Répliqua Luke sur le même ton avant de se murer dans un silence prudent. Il ne voulait pas se fâcher avec Karm au seuil de cette mission impensable, mais la sensibilité de son ami le contrariait passablement. Ce dernier paraissait toujours décidé à ne pas le croire de son côté alors que Luke lui avait déjà démontré sa confiance. Il avait estimé son avertissement mâtiné de tendresse justifié après les déboires de la prison, ce qui l'amenait d'ailleurs à toujours s'interroger sur le bon sens d'Ekkt. Envoyer deux Jedis particulièrement faibles vis-à-vis de l'obscurité, chacun à sa manière semblait stupide, et non, l'excuse des préférences sexuelles ne suffisait pas, ni celle du passé de Karm. Le jeune homme savait que certaines Ombres se prostituaient littéralement et qu'elles n'avaient aucun mal à feindre aimer le même sexe qu'elles. À un moindre niveau, il avait déjà fait semblant de se sentir attiré par une ennemie. Le Hapien n'arrivait pas à mettre le doigt dessus, mais quelque chose clochait. Quant aux contacts noirs justifiant une corruption, il y avait pour cela pléthore d'ombres disposant d'étranges liens, avec en prime, peu de possibilité d'être découvert, moins en tout cas que deux Jedis dévoués à l'Ordre. Aussi dévoués l'un que l'autre comme l'avait signalé Karm.
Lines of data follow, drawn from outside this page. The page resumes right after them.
//! Descriptor ingestion boundary.
//!
//! # Responsibility
//! - Accept the entity-identity → descriptor mapping produced by the external
//!   generation step, either as values or as the JSON document it emits.
//!
//! # Invariants
//! - Entity identities are unique within a module.
//! - Registration order is preserved.

use crate::model::column::{Column, ColumnFlags};
use crate::model::entity::EntityDescriptor;
use crate::model::table::Table;
use crate::model::{DescriptorError, DescriptorResult};
use log::info;
use serde::{Deserialize, Serialize};
use std::collections::HashMap;
use std::sync::Arc;

/// Named, immutable set of entity descriptors.
#[derive(Debug, Clone)]
pub struct Module {
    name: String,
    schema: Option<String>,
    entities: Vec<Arc<EntityDescriptor>>,
    by_name: HashMap<String, usize>,
}

impl Module {
    /// Registers `entities` under module `name`.
    ///
    /// # Errors
    /// - Returns [`DescriptorError::DuplicateEntity`] when an identity repeats.
    pub fn new(
        name: impl Into<String>,
        schema: Option<String>,
        entities: Vec<EntityDescriptor>,
    ) -> DescriptorResult<Self> {
        let mut by_name = HashMap::with_capacity(entities.len());
        let mut registered = Vec::with_capacity(entities.len());
        for (index, entity) in entities.into_iter().enumerate() {
            if by_name.insert(entity.name().to_string(), index).is_some() {
                return Err(DescriptorError::DuplicateEntity(entity.name().to_string()));
            }
            registered.push(Arc::new(entity));
        }

        Ok(Self {
            name: name.into(),
            schema: schema.filter(|value| !value.trim().is_empty()),
            entities: registered,
            by_name,
        })
    }

    /// Parses and validates the generator's JSON output.
    ///
    /// # Errors
    /// - [`DescriptorError::InvalidModuleJson`] for malformed documents.
    /// - Any entity construction error.
    pub fn from_json(json: &str) -> DescriptorResult<Self> {
        let spec: ModuleSpec = serde_json::from_str(json)
            .map_err(|err| DescriptorError::InvalidModuleJson(err.to_string()))?;

        let entities = spec
            .entities
            .into_iter()
            .map(EntitySpec::into_descriptor)
            .collect::<DescriptorResult<Vec<_>>>()?;
        let module = Self::new(spec.name, spec.schema, entities)?;

        info!(
            "event=module_load module=model status=ok name={} entities={}",
            module.name,
            module.entities.len()
        );
        Ok(module)
    }

    pub fn name(&self) -> &str {
        &self.name
    }

    /// Default schema for tables that do not declare one.
    pub fn schema(&self) -> Option<&str> {
        self.schema.as_deref()
    }

    pub fn entity(&self, name: &str) -> Option<&Arc<EntityDescriptor>> {
        self.by_name.get(name).map(|index| &self.entities[*index])
    }

    /// Entities in registration order.
    pub fn entities(&self) -> impl Iterator<Item = &Arc<EntityDescriptor>> {
        self.entities.iter()
    }

    pub fn len(&self) -> usize {
        self.entities.len()
    }

    pub fn is_empty(&self) -> bool {
        self.entities.is_empty()
    }
}

#[derive(Debug, Deserialize, Serialize)]
struct ModuleSpec {
    name: String,
    #[serde(default)]
    schema: Option<String>,
    entities: Vec<EntitySpec>,
}

#[derive(Debug, Deserialize, Serialize)]
struct EntitySpec {
    entity: String,
    table: Table,
    columns: Vec<ColumnSpec>,
    #[serde(default)]
    auto_increment: bool,
}

impl EntitySpec {
    fn into_descriptor(self) -> DescriptorResult<EntityDescriptor> {
        let table_name = self.table.name().to_string();
        let columns = self
            .columns
            .into_iter()
            .map(|column| column.into_column(&table_name))
            .collect();

        let descriptor = EntityDescriptor::new(self.entity, self.table, columns)?;
        if self.auto_increment {
            descriptor.auto_increment()
        } else {
            Ok(descriptor)
        }
    }
}

#[derive(Debug, Clone, Copy, Default, PartialEq, Eq, Deserialize, Serialize)]
#[serde(rename_all = "snake_case")]
enum ColumnSpecKind {
    #[default]
    Column,
    PrimaryKey,
    BusinessKey,
}

#[derive(Debug, Deserialize, Serialize)]
struct ColumnSpec {
    name: String,
    #[serde(default)]
    kind: ColumnSpecKind,
    #[serde(default)]
    nullable: bool,
    #[serde(default = "default_true")]
    insertable: bool,
    #[serde(default = "default_true")]
    updatable: bool,
}

impl ColumnSpec {
    fn into_column(self, table: &str) -> Column {
        let flags = ColumnFlags {
            nullable: self.nullable,
            insertable: self.insertable,
            updatable: self.updatable,
        };
        match self.kind {
            ColumnSpecKind::Column => Column::single(table, self.name, flags),
            ColumnSpecKind::PrimaryKey => Column::primary_key(table, self.name),
            ColumnSpecKind::BusinessKey => Column::business_key(table, self.name, flags),
        }
    }
}

fn default_true() -> bool {
    true
}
Luke repoussa son assiette à demi finie, il n'aimait pas gaspiller mais quand il était inquiet ou agacé -à priori les deux pour le coup- ça ne passait pas. Malgré son désir de partager ses doutes quant au sain justement de leur aîné reptile, le jeune homme garda ses pensées pour lui. Loin de croire que ce dernier les utilisait, il était plutôt persuadé que ce dernier avait trop travaillé, trop réalisé d'exploits pour prendre la pleine mesure des véritables capacités d'un Gardien et d'un Consulaire. Il s'était toutefois retenu à cause de son éducation: Ekkt possédait de nombreuses recommandations élogieuses, ses faits d'armes étaient reconnus, Luke lui devait donc obéissance.
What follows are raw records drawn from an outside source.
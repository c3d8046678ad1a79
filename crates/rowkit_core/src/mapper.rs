//! Caller-supplied mapping callbacks and positional parameter sets.
//!
//! # Responsibility
//! - Define the binder/row-mapper/id-setter contracts generated code implements.
//! - Hold positional parameter values independently of any live statement,
//!   so batches can accumulate sets before execution.
//!
//! # Invariants
//! - The runtime never introspects entities; all field access goes through
//!   these callbacks.
//! - Positions are 1-based, matching SQL placeholder numbering.

use rusqlite::types::{ToSql, ToSqlOutput, Value};
use rusqlite::Row;
use std::error::Error;
use std::fmt::{Display, Formatter};

pub type MapperResult<T> = Result<T, MapperError>;

/// Failure raised by a binder, row mapper or id setter.
#[derive(Debug)]
pub struct MapperError {
    message: String,
    source: Option<Box<dyn Error + Send + Sync + 'static>>,
}

impl MapperError {
    pub fn new(message: impl Into<String>) -> Self {
        Self {
            message: message.into(),
            source: None,
        }
    }

    pub fn with_source(
        message: impl Into<String>,
        source: impl Error + Send + Sync + 'static,
    ) -> Self {
        Self {
            message: message.into(),
            source: Some(Box::new(source)),
        }
    }

    pub fn message(&self) -> &str {
        &self.message
    }
}

impl Display for MapperError {
    fn fmt(&self, f: &mut Formatter<'_>) -> std::fmt::Result {
        match &self.source {
            Some(source) => write!(f, "{}: {source}", self.message),
            None => write!(f, "{}", self.message),
        }
    }
}

impl Error for MapperError {
    fn source(&self) -> Option<&(dyn Error + 'static)> {
        self.source
            .as_ref()
            .map(|source| source.as_ref() as &(dyn Error + 'static))
    }
}

impl From<rusqlite::Error> for MapperError {
    fn from(value: rusqlite::Error) -> Self {
        Self::with_source("sqlite value conversion failed", value)
    }
}

/// Highest placeholder number SQLite accepts (`SQLITE_MAX_VARIABLE_NUMBER`).
pub const MAX_PARAMETER_POSITION: usize = 32_766;

/// Positional parameter values for one statement execution.
#[derive(Debug, Clone, Default, PartialEq)]
pub struct Params {
    values: Vec<Value>,
}

impl Params {
    pub fn new() -> Self {
        Self::default()
    }

    pub fn with_capacity(capacity: usize) -> Self {
        Self {
            values: Vec::with_capacity(capacity),
        }
    }

    /// Appends the value for the next placeholder.
    pub fn push<T: ToSql + ?Sized>(&mut self, value: &T) -> MapperResult<()> {
        let position = self.values.len() + 1;
        if position > MAX_PARAMETER_POSITION {
            return Err(MapperError::new(format!(
                "parameter position {position} exceeds the limit of {MAX_PARAMETER_POSITION}"
            )));
        }
        let value = to_value(value, position)?;
        self.values.push(value);
        Ok(())
    }

    /// Sets the value at 1-based `position`, padding skipped slots with NULL.
    pub fn set<T: ToSql + ?Sized>(&mut self, position: usize, value: &T) -> MapperResult<()> {
        if position == 0 {
            return Err(MapperError::new(
                "parameter positions are 1-based; got 0",
            ));
        }
        if position > MAX_PARAMETER_POSITION {
            return Err(MapperError::new(format!(
                "parameter position {position} exceeds the limit of {MAX_PARAMETER_POSITION}"
            )));
        }
        let value = to_value(value, position)?;
        if self.values.len() < position {
            self.values.resize(position, Value::Null);
        }
        self.values[position - 1] = value;
        Ok(())
    }

    pub fn len(&self) -> usize {
        self.values.len()
    }

    pub fn is_empty(&self) -> bool {
        self.values.is_empty()
    }

    pub fn values(&self) -> &[Value] {
        &self.values
    }

    pub fn clear(&mut self) {
        self.values.clear();
    }
}

fn to_value<T: ToSql + ?Sized>(value: &T, position: usize) -> MapperResult<Value> {
    let output = value.to_sql().map_err(|err| {
        MapperError::with_source(format!("cannot convert parameter {position}"), err)
    })?;
    match output {
        ToSqlOutput::Borrowed(value) => Ok(value.into()),
        ToSqlOutput::Owned(value) => Ok(value),
        #[allow(unreachable_patterns)]
        _ => Err(MapperError::new(format!(
            "parameter {position} uses an unsupported sql output kind"
        ))),
    }
}

/// Binds an entity's fields to statement parameters.
pub trait ParameterBinder<E: ?Sized> {
    fn bind(&self, params: &mut Params, entity: &E) -> MapperResult<()>;

    /// Identity reported in binding errors.
    fn name(&self) -> &'static str {
        std::any::type_name::<Self>()
    }
}

impl<E: ?Sized, F> ParameterBinder<E> for F
where
    F: Fn(&mut Params, &E) -> MapperResult<()>,
{
    fn bind(&self, params: &mut Params, entity: &E) -> MapperResult<()> {
        self(params, entity)
    }
}

/// Binder for statements without placeholders.
#[derive(Debug, Clone, Copy, Default)]
pub struct NoParams;

impl<E: ?Sized> ParameterBinder<E> for NoParams {
    fn bind(&self, _params: &mut Params, _entity: &E) -> MapperResult<()> {
        Ok(())
    }
}

/// Maps one result row to a value.
pub trait RowMapper<T> {
    fn map_row(&self, row: &Row<'_>) -> MapperResult<T>;

    fn name(&self) -> &'static str {
        std::any::type_name::<Self>()
    }
}

impl<T, F> RowMapper<T> for F
where
    F: Fn(&Row<'_>) -> MapperResult<T>,
{
    fn map_row(&self, row: &Row<'_>) -> MapperResult<T> {
        self(row)
    }
}

/// Key generated by the store for an auto-increment insert.
#[derive(Debug, Clone, Copy, PartialEq, Eq, Hash)]
pub struct GeneratedKey(i64);

impl GeneratedKey {
    pub fn new(value: i64) -> Self {
        Self(value)
    }

    pub fn value(self) -> i64 {
        self.0
    }
}

/// Writes a generated key back onto the entity.
pub trait IdSetter<E: ?Sized> {
    fn set_id(&self, entity: &mut E, key: GeneratedKey) -> MapperResult<()>;

    fn name(&self) -> &'static str {
        std::any::type_name::<Self>()
    }
}

impl<E: ?Sized, F> IdSetter<E> for F
where
    F: Fn(&mut E, GeneratedKey) -> MapperResult<()>,
{
    fn set_id(&self, entity: &mut E, key: GeneratedKey) -> MapperResult<()> {
        self(entity, key)
    }
}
- Tu as eu raison.- Reconnut le blond sans chercher à approfondir, Karm avait-il sainement jugé ne pas pouvoir le faire, ou avait-il eu peur? La seconde raison ne serait pas reprochable. En fait, c'était plutôt l'imbécile qui avait eu l'idée d'envoyer l'ex-Padawan de Tavaï dans ses griffes qui devrait se sentir coupable. Corrompu, fanatique ou normal, un maître connaissait son apprenti par coeur. Karm aurait été directement repéré.- Je pense que Maître Ektt et les Ombres en général voient des complots partout.
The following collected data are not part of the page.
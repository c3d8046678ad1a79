//! Process-wide logging bootstrap.
//!
//! # Responsibility
//! - Start the `flexi_logger` backend exactly once per process, writing
//!   either size-rotated files or stderr.
//! - Emit stable `event=... module=... status=...` diagnostic lines.
//!
//! # Invariants
//! - Initialization is idempotent for the same target and level.
//! - Re-initialization with a different target or level is rejected.
//! - Initialization never panics.

use crate::config::LoggingConfig;
use flexi_logger::{Cleanup, Criterion, FileSpec, Logger, LoggerHandle, Naming, WriteMode};
use log::{error, info};
use once_cell::sync::OnceCell;
use std::fmt::{Display, Formatter};
use std::path::{Path, PathBuf};

const LOG_FILE_BASENAME: &str = "rowkit";
const MAX_LOG_FILE_SIZE_BYTES: u64 = 10 * 1024 * 1024;
const MAX_LOG_FILES: usize = 5;
const MAX_PANIC_PAYLOAD_CHARS: usize = 160;

static LOGGING_STATE: OnceCell<LoggingState> = OnceCell::new();
static PANIC_HOOK_INSTALLED: OnceCell<()> = OnceCell::new();

/// Where log lines are written.
#[derive(Debug, Clone, PartialEq, Eq)]
pub enum LogTarget {
    /// Rotated files under an absolute directory.
    Dir(PathBuf),
    Stderr,
}

impl Display for LogTarget {
    fn fmt(&self, f: &mut Formatter<'_>) -> std::fmt::Result {
        match self {
            Self::Dir(dir) => write!(f, "{}", dir.display()),
            Self::Stderr => f.write_str("stderr"),
        }
    }
}

struct LoggingState {
    level: &'static str,
    target: LogTarget,
    _logger: LoggerHandle,
}

/// Initializes file logging under `log_dir`.
///
/// # Errors
/// - Returns an error when `level` is unsupported.
/// - Returns an error when `log_dir` is empty, non-absolute, or cannot be created.
/// - Returns an error when logging is already active with another level or target.
pub fn init_logging(level: &str, log_dir: &str) -> Result<(), String> {
    let target = LogTarget::Dir(normalize_log_dir(log_dir)?);
    init_with_target(level, target)
}

/// Initializes logging to stderr, used by the CLI.
pub fn init_stderr_logging(level: &str) -> Result<(), String> {
    init_with_target(level, LogTarget::Stderr)
}

/// Initializes file logging from a [`LoggingConfig`].
pub fn init_from_config(config: &LoggingConfig) -> Result<(), String> {
    let dir = config
        .dir
        .to_str()
        .ok_or_else(|| format!("log dir `{}` is not valid UTF-8", config.dir.display()))?;
    init_logging(&config.level, dir)
}

/// Returns `(level, target)` when logging is active.
pub fn logging_status() -> Option<(&'static str, LogTarget)> {
    LOGGING_STATE
        .get()
        .map(|state| (state.level, state.target.clone()))
}

/// `debug` for debug builds, `info` otherwise.
pub fn default_log_level() -> &'static str {
    if cfg!(debug_assertions) {
        "debug"
    } else {
        "info"
    }
}

fn init_with_target(level: &str, target: LogTarget) -> Result<(), String> {
    let level = normalize_level(level)?;

    let state = LOGGING_STATE.get_or_try_init(|| start_logger(level, target.clone()))?;
    if state.target != target {
        return Err(format!(
            "logging already initialized at `{}`; refusing to switch to `{}`",
            state.target, target
        ));
    }
    if state.level != level {
        return Err(format!(
            "logging already initialized with level `{}`; refusing to switch to `{}`",
            state.level, level
        ));
    }
    Ok(())
}

fn start_logger(level: &'static str, target: LogTarget) -> Result<LoggingState, String> {
    let logger = Logger::try_with_str(level)
        .map_err(|err| format!("invalid log level `{level}`: {err}"))?;

    let logger = match &target {
        LogTarget::Dir(dir) => {
            std::fs::create_dir_all(dir).map_err(|err| {
                format!("failed to create log directory `{}`: {err}", dir.display())
            })?;
            logger
                .log_to_file(
                    FileSpec::default()
                        .directory(dir.as_path())
                        .basename(LOG_FILE_BASENAME),
                )
                .rotate(
                    Criterion::Size(MAX_LOG_FILE_SIZE_BYTES),
                    Naming::Numbers,
                    Cleanup::KeepLogFiles(MAX_LOG_FILES),
                )
                .write_mode(WriteMode::BufferAndFlush)
                .append()
                .format_for_files(flexi_logger::detailed_format)
        }
        LogTarget::Stderr => logger
            .log_to_stderr()
            .format_for_stderr(flexi_logger::default_format),
    }
    .start()
    .map_err(|err| format!("failed to start logger: {err}"))?;

    install_panic_hook_once();

    info!(
        "event=logging_init module=logging status=ok level={} target={} version={}",
        level,
        target,
        env!("CARGO_PKG_VERSION")
    );

    Ok(LoggingState {
        level,
        target,
        _logger: logger,
    })
}

fn normalize_level(level: &str) -> Result<&'static str, String> {
    match level.trim().to_ascii_lowercase().as_str() {
        "trace" => Ok("trace"),
        "debug" => Ok("debug"),
        "info" => Ok("info"),
        "warn" | "warning" => Ok("warn"),
        "error" => Ok("error"),
        other => Err(format!(
            "unsupported log level `{other}`; expected trace|debug|info|warn|error"
        )),
    }
}

fn normalize_log_dir(log_dir: &str) -> Result<PathBuf, String> {
    let trimmed = log_dir.trim();
    if trimmed.is_empty() {
        return Err("log_dir cannot be empty".to_string());
    }
    let path = Path::new(trimmed);
    if !path.is_absolute() {
        return Err(format!("log_dir must be an absolute path, got `{trimmed}`"));
    }
    Ok(path.to_path_buf())
}

fn install_panic_hook_once() {
    if PANIC_HOOK_INSTALLED.get().is_some() {
        return;
    }

    let previous_hook = std::panic::take_hook();
    std::panic::set_hook(Box::new(move |panic_info| {
        // Payloads may echo bound parameter values; cap and flatten them.
        let location = panic_info
            .location()
            .map(|loc| format!("{}:{}", loc.file(), loc.line()))
            .unwrap_or_else(|| "unknown".to_string());
        let payload = panic_payload_summary(panic_info);
        error!(
            "event=panic_captured module=logging status=error location={} payload={}",
            location, payload
        );
        previous_hook(panic_info);
    }));

    let _ = PANIC_HOOK_INSTALLED.set(());
}

fn panic_payload_summary(info: &std::panic::PanicHookInfo<'_>) -> String {
    let payload = if let Some(message) = info.payload().downcast_ref::<&str>() {
        (*message).to_string()
    } else if let Some(message) = info.payload().downcast_ref::<String>() {
        message.clone()
    } else {
        "non-string panic payload".to_string()
    };

    sanitize_message(&payload, MAX_PANIC_PAYLOAD_CHARS)
}

fn sanitize_message(value: &str, max_chars: usize) -> String {
    let normalized = value.replace(['\n', '\r'], " ");
    let mut truncated = normalized.chars().take(max_chars).collect::<String>();
    if normalized.chars().count() > max_chars {
        truncated.push_str("...");
    }
    truncated
}

#[cfg(test)]
mod tests {
    use super::{
        init_logging, init_stderr_logging, logging_status, normalize_level, normalize_log_dir,
        sanitize_message, LogTarget,
    };

    #[test]
    fn normalize_level_accepts_known_values() {
        assert_eq!(normalize_level("DEBUG").unwrap(), "debug");
        assert_eq!(normalize_level(" warning ").unwrap(), "warn");
        assert!(normalize_level("verbose").is_err());
    }

    #[test]
    fn normalize_log_dir_rejects_relative_and_empty_paths() {
        assert!(normalize_log_dir("logs/dev").unwrap_err().contains("absolute"));
        assert!(normalize_log_dir("  ").unwrap_err().contains("empty"));
    }

    #[test]
    fn sanitize_message_flattens_and_truncates() {
        let sanitized = sanitize_message("line1\nline2\rline3", 8);
        assert!(!sanitized.contains('\n'));
        assert!(!sanitized.contains('\r'));
        assert!(sanitized.ends_with("..."));
    }

    #[test]
    fn init_is_idempotent_and_rejects_reconfiguration() {
        let dir = tempfile::tempdir().unwrap();
        let dir_str = dir.path().to_str().unwrap().to_string();

        init_logging("info", &dir_str).unwrap();
        init_logging("info", &dir_str).unwrap();

        assert!(init_logging("debug", &dir_str)
            .unwrap_err()
            .contains("refusing to switch"));
        assert!(init_stderr_logging("info")
            .unwrap_err()
            .contains("refusing to switch"));

        let (level, target) = logging_status().unwrap();
        assert_eq!(level, "info");
        assert_eq!(target, LogTarget::Dir(dir.path().to_path_buf()));
    }
}
//! Column descriptors.
//!
//! # Responsibility
//! - Model the column variants (plain, primary key, business key, derived)
//!   as one tagged kind plus a flag record.
//!
//! # Invariants
//! - Primary keys are never nullable, always insertable, never updatable.
//! - Derived columns are neither insertable nor updatable and only make sense
//!   in SELECT projections.

use serde::{Deserialize, Serialize};

/// Per-column write/nullability flags.
#[derive(Debug, Clone, Copy, PartialEq, Eq, Hash, Serialize, Deserialize)]
pub struct ColumnFlags {
    pub nullable: bool,
    pub insertable: bool,
    pub updatable: bool,
}

impl ColumnFlags {
    /// Flags of a primary-key column.
    pub const KEY: Self = Self {
        nullable: false,
        insertable: true,
        updatable: false,
    };

    /// Flags of a derived (aggregate/function) column.
    pub const DERIVED: Self = Self {
        nullable: true,
        insertable: false,
        updatable: false,
    };

    pub fn nullable(mut self, nullable: bool) -> Self {
        self.nullable = nullable;
        self
    }

    pub fn insertable(mut self, insertable: bool) -> Self {
        self.insertable = insertable;
        self
    }

    pub fn updatable(mut self, updatable: bool) -> Self {
        self.updatable = updatable;
        self
    }
}

impl Default for ColumnFlags {
    /// Non-nullable, insertable and updatable.
    fn default() -> Self {
        Self {
            nullable: false,
            insertable: true,
            updatable: true,
        }
    }
}

/// SQL function a derived column applies to its inner column.
#[derive(Debug, Clone, Copy, PartialEq, Eq, Hash)]
pub enum SqlFunction {
    Count,
    Min,
    Max,
    Sum,
    Avg,
}

impl SqlFunction {
    pub fn as_sql(self) -> &'static str {
        match self {
            Self::Count => "COUNT",
            Self::Min => "MIN",
            Self::Max => "MAX",
            Self::Sum => "SUM",
            Self::Avg => "AVG",
        }
    }
}

/// Column role.
#[derive(Debug, Clone, PartialEq, Eq, Hash)]
pub enum ColumnKind {
    Single,
    PrimaryKey,
    /// Unique lookup column that is not the row identity.
    BusinessKey,
    /// `function(inner)`, e.g. `COUNT(age)`.
    Derived {
        function: SqlFunction,
        inner: Box<Column>,
    },
}

/// Immutable column descriptor.
#[derive(Debug, Clone, PartialEq, Eq, Hash)]
pub struct Column {
    table: String,
    name: String,
    kind: ColumnKind,
    flags: ColumnFlags,
}

impl Column {
    /// Plain column owned by `table`.
    pub fn single(table: impl Into<String>, name: impl Into<String>, flags: ColumnFlags) -> Self {
        Self {
            table: table.into(),
            name: name.into(),
            kind: ColumnKind::Single,
            flags,
        }
    }

    /// Primary-key column. Flags are fixed to [`ColumnFlags::KEY`].
    pub fn primary_key(table: impl Into<String>, name: impl Into<String>) -> Self {
        Self {
            table: table.into(),
            name: name.into(),
            kind: ColumnKind::PrimaryKey,
            flags: ColumnFlags::KEY,
        }
    }

    /// Business-key column; insert/update participation follows `flags`.
    pub fn business_key(
        table: impl Into<String>,
        name: impl Into<String>,
        flags: ColumnFlags,
    ) -> Self {
        Self {
            table: table.into(),
            name: name.into(),
            kind: ColumnKind::BusinessKey,
            flags,
        }
    }

    /// Derived column wrapping `inner`. Keeps the inner column's table and name.
    pub fn derived(function: SqlFunction, inner: Column) -> Self {
        Self {
            table: inner.table.clone(),
            name: inner.name.clone(),
            kind: ColumnKind::Derived {
                function,
                inner: Box::new(inner),
            },
            flags: ColumnFlags::DERIVED,
        }
    }

    pub fn name(&self) -> &str {
        &self.name
    }

    /// Name of the owning table.
    pub fn table(&self) -> &str {
        &self.table
    }

    pub fn kind(&self) -> &ColumnKind {
        &self.kind
    }

    pub fn flags(&self) -> ColumnFlags {
        self.flags
    }

    pub fn is_nullable(&self) -> bool {
        self.flags.nullable
    }

    pub fn is_insertable(&self) -> bool {
        self.flags.insertable
    }

    pub fn is_updatable(&self) -> bool {
        self.flags.updatable
    }

    pub fn is_primary_key(&self) -> bool {
        matches!(self.kind, ColumnKind::PrimaryKey)
    }

    pub fn is_business_key(&self) -> bool {
        matches!(self.kind, ColumnKind::BusinessKey)
    }

    pub fn is_derived(&self) -> bool {
        matches!(self.kind, ColumnKind::Derived { .. })
    }
}
use crate::builder::{push_column, push_table, BuildError, BuildResult};
use crate::model::column::Column;
use crate::model::table::Table;
use log::debug;

/// `SELECT <projection> FROM t [WHERE ...] [ORDER BY ...] [LIMIT n]`.
///
/// The projection is the caller's explicit ordered list, derived columns
/// included. WHERE and ORDER BY are caller-supplied fragments; the builder
/// never infers predicates.
#[derive(Debug, Clone)]
pub struct SelectBuilder<'a> {
    table: &'a Table,
    schema: Option<&'a str>,
    columns: Vec<&'a Column>,
    where_clause: Option<String>,
    order_by: Option<String>,
    limit: Option<u32>,
}

impl<'a> SelectBuilder<'a> {
    pub fn new(table: &'a Table, columns: &[&'a Column]) -> Self {
        Self {
            table,
            schema: table.schema(),
            columns: columns.to_vec(),
            where_clause: None,
            order_by: None,
            limit: None,
        }
    }

    pub fn schema(mut self, schema: Option<&'a str>) -> Self {
        self.schema = schema;
        self
    }

    pub fn where_clause(mut self, fragment: impl Into<String>) -> Self {
        self.where_clause = Some(fragment.into());
        self
    }

    pub fn order_by(mut self, fragment: impl Into<String>) -> Self {
        self.order_by = Some(fragment.into());
        self
    }

    pub fn limit(mut self, limit: u32) -> Self {
        self.limit = Some(limit);
        self
    }

    pub fn build(&self) -> BuildResult<String> {
        if self.columns.is_empty() {
            return Err(BuildError::EmptyColumnList {
                statement: "select",
                table: self.table.name().to_string(),
            });
        }

        let mut sql = String::with_capacity(64 + self.columns.len() * 24);
        sql.push_str("SELECT ");
        for (index, column) in self.columns.iter().enumerate() {
            if column.table() != self.table.name() {
                return Err(BuildError::MixedTables {
                    first: self.table.name().to_string(),
                    other: column.table().to_string(),
                });
            }
            if index > 0 {
                sql.push(',');
            }
            push_column(&mut sql, column);
        }
        sql.push_str(" FROM ");
        push_table(&mut sql, self.table, self.schema);

        if let Some(fragment) = self.where_clause.as_deref().filter(|f| !f.trim().is_empty()) {
            sql.push_str(" WHERE ");
            sql.push_str(fragment);
        }
        if let Some(fragment) = self.order_by.as_deref().filter(|f| !f.trim().is_empty()) {
            sql.push_str(" ORDER BY ");
            sql.push_str(fragment);
        }
        if let Some(limit) = self.limit {
            sql.push_str(" LIMIT ");
            sql.push_str(&limit.to_string());
        }

        debug!(
            "event=sql_build module=builder kind=select table={} sql={}",
            self.table.name(),
            sql
        );
        Ok(sql)
    }
}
Renchérit Luke, bien qu'il admettait -preuve en était, il était demeuré aux côtés du reptile et de l'Ark-ni.- que certains traîtres faisaient leur nid au sein de leur si beau, si grand Ordre. Le jeune homme se leva de la table pour se diriger vers la chambre. Il savait que ne pas avoir terminé son plateau était une erreur en soi, mais il était incapable d'y songer, son coeur battait à cent à l'heure et il lui fallait toute sa maîtrise pour offrir un visage toujours aussi calme. Une fois dedans, le blond se changea, choisissant une des peu de tenues qu'il avait -contrairement à Karm, il affectionnait particulièrement sa tenue rassurante de Jedi, ample et discrète selon lui.- optant pour un jean propre et une chemise blanche, le tout surmonté d'une veste grise simple mais bien coupé, ce qui lui donnait l'air d'un étudiant de bonne famille mais détendu. Lui et la mode de toutes manières... Il se contentait de passer les doigts sur l'étiquette pour savoir ce qui allait ensemble - pour cet ensemble tout préparé, chaque accessoire contenait deux lignes parallèles en relief.- et hop, il enfilait selon les circonstances. C'était évidemment l'étape la plus facile.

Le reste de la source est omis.